> What to work on:
Check each line of the listing for the word "StorageType" and give only the number of lines that have it.
· · · ·
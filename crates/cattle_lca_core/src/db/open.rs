//! Connection bootstrap for the resource store.
//!
//! # Responsibility
//! - Open the resource database file read-only.
//! - Refuse stores that lack any of the recognized tables.
//!
//! # Invariants
//! - File stores are never created or written by this crate.
//! - Returned connections expose all five resource tables.

use super::schema::{apply_schema, missing_tables};
use super::{DbError, DbResult};
use log::{error, info};
use rusqlite::{Connection, OpenFlags};
use std::path::Path;
use std::time::{Duration, Instant};

/// Opens an existing resource database file in read-only mode.
///
/// # Errors
/// - `DbError::StoreUnavailable` when the file cannot be opened or a
///   recognized table is missing.
///
/// # Side effects
/// - Emits `store_open` logging events with duration and status.
pub fn open_store(path: impl AsRef<Path>) -> DbResult<Connection> {
    let path = path.as_ref();
    let started_at = Instant::now();
    info!("event=store_open module=db status=start mode=file");

    let conn = match Connection::open_with_flags(
        path,
        OpenFlags::SQLITE_OPEN_READ_ONLY | OpenFlags::SQLITE_OPEN_NO_MUTEX,
    ) {
        Ok(conn) => conn,
        Err(err) => {
            error!(
                "event=store_open module=db status=error mode=file duration_ms={} error_code=store_open_failed error={}",
                started_at.elapsed().as_millis(),
                err
            );
            return Err(DbError::StoreUnavailable {
                path: path.display().to_string(),
                reason: err.to_string(),
            });
        }
    };

    match verify_store(&conn, path) {
        Ok(()) => {
            info!(
                "event=store_open module=db status=ok mode=file duration_ms={}",
                started_at.elapsed().as_millis()
            );
            Ok(conn)
        }
        Err(err) => {
            error!(
                "event=store_open module=db status=error mode=file duration_ms={} error_code=store_verify_failed error={}",
                started_at.elapsed().as_millis(),
                err
            );
            Err(err)
        }
    }
}

/// Opens an empty in-memory store carrying the canonical resource schema.
///
/// Callers seed it with their own rows before handing it to a loader.
pub fn open_store_in_memory() -> DbResult<Connection> {
    let started_at = Instant::now();
    info!("event=store_open module=db status=start mode=memory");

    let mut conn = Connection::open_in_memory()?;
    match apply_schema(&mut conn) {
        Ok(()) => {
            info!(
                "event=store_open module=db status=ok mode=memory duration_ms={}",
                started_at.elapsed().as_millis()
            );
            Ok(conn)
        }
        Err(err) => {
            error!(
                "event=store_open module=db status=error mode=memory duration_ms={} error_code=schema_apply_failed error={}",
                started_at.elapsed().as_millis(),
                err
            );
            Err(err)
        }
    }
}

fn verify_store(conn: &Connection, path: &Path) -> DbResult<()> {
    let unavailable = |reason: String| DbError::StoreUnavailable {
        path: path.display().to_string(),
        reason,
    };

    conn.busy_timeout(Duration::from_secs(5))
        .map_err(|err| unavailable(err.to_string()))?;
    // A corrupt or non-SQLite file only fails on first read.
    let missing = missing_tables(conn).map_err(|err| unavailable(err.to_string()))?;
    if !missing.is_empty() {
        return Err(unavailable(format!(
            "missing tables: {}",
            missing.join(", ")
        )));
    }
    Ok(())
}
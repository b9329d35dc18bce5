//! Farm management practices and the emission factor each one selects.

use crate::model::columns::emissions_factors as col;
use crate::model::LookupError;
use std::fmt::{Display, Formatter};
use std::str::FromStr;

/// Where animals graze; selects the maintenance activity coefficient.
#[derive(Debug, Clone, Copy, PartialEq, Eq, Hash)]
pub enum GrazingType {
    Pasture,
    LargeArea,
    Stall,
}

impl GrazingType {
    pub const ALL: [GrazingType; 3] = [Self::Pasture, Self::LargeArea, Self::Stall];

    pub fn name(self) -> &'static str {
        match self {
            Self::Pasture => "pasture",
            Self::LargeArea => "large area",
            Self::Stall => "stall",
        }
    }

    pub fn feeding_situation_column(self) -> &'static str {
        match self {
            Self::Pasture => col::EF_FEEDING_SITUATION_PASTURE,
            Self::LargeArea => col::EF_FEEDING_SITUATION_LARGE_AREA,
            Self::Stall => col::EF_FEEDING_SITUATION_STALL,
        }
    }
}

/// Manure management storage system.
#[derive(Debug, Clone, Copy, PartialEq, Eq, Hash)]
pub enum StorageType {
    TankSolid,
    TankLiquid,
    Solid,
    Biodigester,
}

impl StorageType {
    pub const ALL: [StorageType; 4] = [
        Self::TankSolid,
        Self::TankLiquid,
        Self::Solid,
        Self::Biodigester,
    ];

    pub fn name(self) -> &'static str {
        match self {
            Self::TankSolid => "tank solid",
            Self::TankLiquid => "tank liquid",
            Self::Solid => "solid",
            Self::Biodigester => "biodigester",
        }
    }

    /// Fraction of TAN lost as NH3 in housing.
    ///
    /// Both tank systems use the liquid housing factor.
    pub fn tan_column(self) -> &'static str {
        match self {
            Self::TankSolid | Self::TankLiquid => col::EF_TAN_HOUSE_LIQUID,
            Self::Solid => col::EF_TAN_HOUSE_SOLID,
            Self::Biodigester => col::EF_TAN_STORAGE_TANK,
        }
    }

    pub fn mcf_column(self) -> &'static str {
        match self {
            Self::TankSolid | Self::TankLiquid => col::EF_MCF_LIQUID_TANK,
            Self::Solid => col::EF_MCF_SOLID_STORAGE,
            Self::Biodigester => col::EF_MCF_ANAEROBIC_DIGESTION,
        }
    }

    pub fn n2o_column(self) -> &'static str {
        match self {
            Self::TankSolid => col::EF_N2O_DIRECT_STORAGE_TANK_SOLID,
            Self::TankLiquid => col::EF_N2O_DIRECT_STORAGE_TANK_LIQUID,
            Self::Solid => col::EF_N2O_DIRECT_STORAGE_SOLID,
            Self::Biodigester => col::EF_N2O_DIRECT_STORAGE_TANK_ANAEROBIC_DIGESTION,
        }
    }
}

/// Daily manure spreading technique.
#[derive(Debug, Clone, Copy, PartialEq, Eq, Hash)]
pub enum SpreadingType {
    None,
    Manure,
    Broadcast,
    Injection,
    TrailingHose,
}

impl SpreadingType {
    pub const ALL: [SpreadingType; 5] = [
        Self::None,
        Self::Manure,
        Self::Broadcast,
        Self::Injection,
        Self::TrailingHose,
    ];

    pub fn name(self) -> &'static str {
        match self {
            Self::None => "none",
            Self::Manure => "manure",
            Self::Broadcast => "broadcast",
            Self::Injection => "injection",
            Self::TrailingHose => "trailing hose",
        }
    }

    pub fn nh3_column(self) -> &'static str {
        match self {
            Self::None => col::EF_NH3_DAILY_SPREADING_NONE,
            Self::Manure => col::EF_NH3_DAILY_SPREADING_MANURE,
            Self::Broadcast => col::EF_NH3_DAILY_SPREADING_BROADCAST,
            Self::Injection => col::EF_NH3_DAILY_SPREADING_INJECTION,
            Self::TrailingHose => col::EF_NH3_DAILY_SPREADING_TRALING_HOSE,
        }
    }
}

macro_rules! practice_names {
    ($($kind:ident => $error:ident;)*) => {
        $(
            impl Display for $kind {
                fn fmt(&self, f: &mut Formatter<'_>) -> std::fmt::Result {
                    f.write_str(self.name())
                }
            }

            impl FromStr for $kind {
                type Err = LookupError;

                fn from_str(value: &str) -> Result<Self, Self::Err> {
                    Self::ALL
                        .into_iter()
                        .find(|kind| kind.name() == value)
                        .ok_or_else(|| LookupError::$error(value.to_string()))
                }
            }
        )*
    };
}

practice_names! {
    GrazingType => UnknownGrazingType;
    StorageType => UnknownStorageType;
    SpreadingType => UnknownSpreadingType;
}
· · · ·
> Exercise output:
4